§ ASSIGNMENT
Each line of the data has to be transcribed exactly.

§ DATA PROVIDED
-- Opening Marker --

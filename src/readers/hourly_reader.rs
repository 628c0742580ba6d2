use crate::error::Result;
use crate::models::HourlyRecord;
use crate::readers::source::{
    blank_missing, check_columns, csv_reader, open_source, row_error, ColumnSpec,
};
use crate::utils::constants::HOURLY_SOURCE_NAME;
use serde::{Deserialize, Serialize};
use std::io::Read;
use std::path::Path;
use tracing::debug;

pub const HOURLY_COLUMNS: &[ColumnSpec] = &[
    ColumnSpec {
        name: "date",
        headers: &["dteday", "date"],
    },
    ColumnSpec {
        name: "hour",
        headers: &["hr", "hour"],
    },
    ColumnSpec {
        name: "is_working_day",
        headers: &["workingday", "is_working_day"],
    },
    ColumnSpec {
        name: "rental_count",
        headers: &["cnt", "rental_count"],
    },
];

/// An hourly row as it appears in the source, before preprocessing.
#[derive(Debug, Clone, Default, PartialEq, Eq, Serialize, Deserialize)]
pub struct RawHourlyRow {
    #[serde(rename = "dteday", alias = "date")]
    pub date: Option<String>,

    #[serde(rename = "hr", alias = "hour")]
    pub hour: Option<u8>,

    #[serde(rename = "workingday", alias = "is_working_day")]
    pub working_day: Option<u8>,

    #[serde(rename = "cnt", alias = "rental_count")]
    pub rental_count: Option<u32>,

    #[serde(skip)]
    pub incomplete: bool,
}

impl RawHourlyRow {
    /// Render a cleaned record back into source form.
    pub fn from_record(record: &HourlyRecord, date_format: &str) -> Self {
        Self {
            date: Some(record.date.format(date_format).to_string()),
            hour: Some(record.hour),
            working_day: Some(u8::from(record.is_working_day)),
            rental_count: Some(record.rental_count),
            incomplete: false,
        }
    }
}

pub struct HourlyReader;

impl HourlyReader {
    pub fn new() -> Self {
        Self
    }

    /// Read the hourly source from disk
    pub fn read_hourly(&self, path: &Path) -> Result<Vec<RawHourlyRow>> {
        debug!(path = %path.display(), "Reading hourly source");
        let reader = open_source(HOURLY_SOURCE_NAME, path)?;
        self.read_rows(reader)
    }

    /// Read hourly rows from any CSV input
    pub fn read_from<R: Read>(&self, input: R) -> Result<Vec<RawHourlyRow>> {
        self.read_rows(csv_reader(input))
    }

    fn read_rows<R: Read>(&self, mut reader: csv::Reader<R>) -> Result<Vec<RawHourlyRow>> {
        let headers = reader.headers()?.clone();
        check_columns(HOURLY_SOURCE_NAME, &headers, HOURLY_COLUMNS)?;

        let mut rows = Vec::new();
        for (index, result) in reader.records().enumerate() {
            let record = result.map_err(|e| row_error(HOURLY_SOURCE_NAME, index, e))?;
            let (record, has_missing) = blank_missing(&record);
            let mut row: RawHourlyRow = record
                .deserialize(Some(&headers))
                .map_err(|e| row_error(HOURLY_SOURCE_NAME, index, e))?;
            row.incomplete = has_missing;
            rows.push(row);
        }

        debug!(rows = rows.len(), "Hourly source read");
        Ok(rows)
    }
}

impl Default for HourlyReader {
    fn default() -> Self {
        Self::new()
    }
}

#[cfg(test)]
mod tests {
    use super::*;
    use crate::error::AnalyticsError;
    use std::io::Write;
    use tempfile::NamedTempFile;

    #[test]
    fn test_read_hourly_file() -> Result<()> {
        let mut temp_file = NamedTempFile::new()?;
        writeln!(
            temp_file,
            "instant,dteday,season,yr,mnth,hr,holiday,weekday,workingday,weathersit,temp,atemp,hum,windspeed,casual,registered,cnt"
        )?;
        writeln!(temp_file, "1,2011-01-01,1,0,1,0,0,6,0,1,0.24,0.2879,0.81,0,3,13,16")?;
        writeln!(temp_file, "2,2011-01-01,1,0,1,1,0,6,0,1,0.22,0.2727,0.8,0,8,32,40")?;

        let rows = HourlyReader::new().read_hourly(temp_file.path())?;

        assert_eq!(rows.len(), 2);
        assert_eq!(rows[1].hour, Some(1));
        assert_eq!(rows[1].working_day, Some(0));
        assert_eq!(rows[1].rental_count, Some(40));
        Ok(())
    }

    #[test]
    fn test_null_tokens_in_integer_columns_are_missing() -> Result<()> {
        let csv = "dteday,hr,workingday,cnt\n2011-01-01,N/A,NULL,16\n2011-01-01,1,0,40\n";
        let rows = HourlyReader::new().read_from(csv.as_bytes())?;

        assert_eq!(rows[0].hour, None);
        assert_eq!(rows[0].working_day, None);
        assert!(rows[0].incomplete);
        assert!(!rows[1].incomplete);
        Ok(())
    }

    #[test]
    fn test_missing_hour_column() {
        let csv = "dteday,workingday,cnt\n2011-01-01,0,16\n";
        let err = HourlyReader::new().read_from(csv.as_bytes()).unwrap_err();
        assert!(matches!(
            err,
            AnalyticsError::MissingColumn { ref column, .. } if column == "hour"
        ));
    }

    #[test]
    fn test_missing_source() {
        let result = HourlyReader::new().read_hourly(Path::new("/nonexistent/hour.csv"));
        assert!(matches!(result, Err(AnalyticsError::SourceNotFound { .. })));
    }
}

-- Closing Marker --

§ PROBLEM SOLUTION
filename src/readers/hourly_reader.rs
repository 628c0742580ba6d2
use crate::error::Result;
use crate::models::HourlyRecord;
use crate::readers::source::{
    blank_missing, check_columns, csv_reader, open_source, row_error, ColumnSpec,
};
use crate::utils::constants::HOURLY_SOURCE_NAME;
use serde::{Deserialize, Serialize};
use std::io::Read;
use std::path::Path;
use tracing::debug;

pub const HOURLY_COLUMNS: &[ColumnSpec] = &[
    ColumnSpec {
        name: "date",
        headers: &["dteday", "date"],
    },
    ColumnSpec {
        name: "hour",
        headers: &["hr", "hour"],
    },
    ColumnSpec {
        name: "is_working_day",
        headers: &["workingday", "is_working_day"],
    },
    ColumnSpec {
        name: "rental_count",
        headers: &["cnt", "rental_count"],
    },
];

/// An hourly row as it appears in the source, before preprocessing.
#[derive(Debug, Clone, Default, PartialEq, Eq, Serialize, Deserialize)]
pub struct RawHourlyRow {
    #[serde(rename = "dteday", alias = "date")]
    pub date: Option<String>,

    #[serde(rename = "hr", alias = "hour")]
    pub hour: Option<u8>,

    #[serde(rename = "workingday", alias = "is_working_day")]
    pub working_day: Option<u8>,

    #[serde(rename = "cnt", alias = "rental_count")]
    pub rental_count: Option<u32>,

    #[serde(skip)]
    pub incomplete: bool,
}

impl RawHourlyRow {
    /// Render a cleaned record back into source form.
    pub fn from_record(record: &HourlyRecord, date_format: &str) -> Self {
        Self {
            date: Some(record.date.format(date_format).to_string()),
            hour: Some(record.hour),
            working_day: Some(u8::from(record.is_working_day)),
            rental_count: Some(record.rental_count),
            incomplete: false,
        }
    }
}

pub struct HourlyReader;

impl HourlyReader {
    pub fn new() -> Self {
        Self
    }

    /// Read the hourly source from disk
    pub fn read_hourly(&self, path: &Path) -> Result<Vec<RawHourlyRow>> {
        debug!(path = %path.display(), "Reading hourly source");
        let reader = open_source(HOURLY_SOURCE_NAME, path)?;
        self.read_rows(reader)
    }

    /// Read hourly rows from any CSV input
    pub fn read_from<R: Read>(&self, input: R) -> Result<Vec<RawHourlyRow>> {
        self.read_rows(csv_reader(input))
    }

    fn read_rows<R: Read>(&self, mut reader: csv::Reader<R>) -> Result<Vec<RawHourlyRow>> {
        let headers = reader.headers()?.clone();
        check_columns(HOURLY_SOURCE_NAME, &headers, HOURLY_COLUMNS)?;

        let mut rows = Vec::new();
        for (index, result) in reader.records().enumerate() {
            let record = result.map_err(|e| row_error(HOURLY_SOURCE_NAME, index, e))?;
            let (record, has_missing) = blank_missing(&record);
            let mut row: RawHourlyRow = record
                .deserialize(Some(&headers))
                .map_err(|e| row_error(HOURLY_SOURCE_NAME, index, e))?;
            row.incomplete = has_missing;
            rows.push(row);
        }

        debug!(rows = rows.len(), "Hourly source read");
        Ok(rows)
    }
}

impl Default for HourlyReader {
    fn default() -> Self {
        Self::new()
    }
}

#[cfg(test)]
mod tests {
    use super::*;
    use crate::error::AnalyticsError;
    use std::io::Write;
    use tempfile::NamedTempFile;

    #[test]
    fn test_read_hourly_file() -> Result<()> {
        let mut temp_file = NamedTempFile::new()?;
        writeln!(
            temp_file,
            "instant,dteday,season,yr,mnth,hr,holiday,weekday,workingday,weathersit,temp,atemp,hum,windspeed,casual,registered,cnt"
        )?;
        writeln!(temp_file, "1,2011-01-01,1,0,1,0,0,6,0,1,0.24,0.2879,0.81,0,3,13,16")?;
        writeln!(temp_file, "2,2011-01-01,1,0,1,1,0,6,0,1,0.22,0.2727,0.8,0,8,32,40")?;

        let rows = HourlyReader::new().read_hourly(temp_file.path())?;

        assert_eq!(rows.len(), 2);
        assert_eq!(rows[1].hour, Some(1));
        assert_eq!(rows[1].working_day, Some(0));
        assert_eq!(rows[1].rental_count, Some(40));
        Ok(())
    }

    #[test]
    fn test_null_tokens_in_integer_columns_are_missing() -> Result<()> {
        let csv = "dteday,hr,workingday,cnt\n2011-01-01,N/A,NULL,16\n2011-01-01,1,0,40\n";
        let rows = HourlyReader::new().read_from(csv.as_bytes())?;

        assert_eq!(rows[0].hour, None);
        assert_eq!(rows[0].working_day, None);
        assert!(rows[0].incomplete);
        assert!(!rows[1].incomplete);
        Ok(())
    }

    #[test]
    fn test_missing_hour_column() {
        let csv = "dteday,workingday,cnt\n2011-01-01,0,16\n";
        let err = HourlyReader::new().read_from(csv.as_bytes()).unwrap_err();
        assert!(matches!(
            err,
            AnalyticsError::MissingColumn { ref column, .. } if column == "hour"
        ));
    }

    #[test]
    fn test_missing_source() {
        let result = HourlyReader::new().read_hourly(Path::new("/nonexistent/hour.csv"));
        assert!(matches!(result, Err(AnalyticsError::SourceNotFound { .. })));
    }
}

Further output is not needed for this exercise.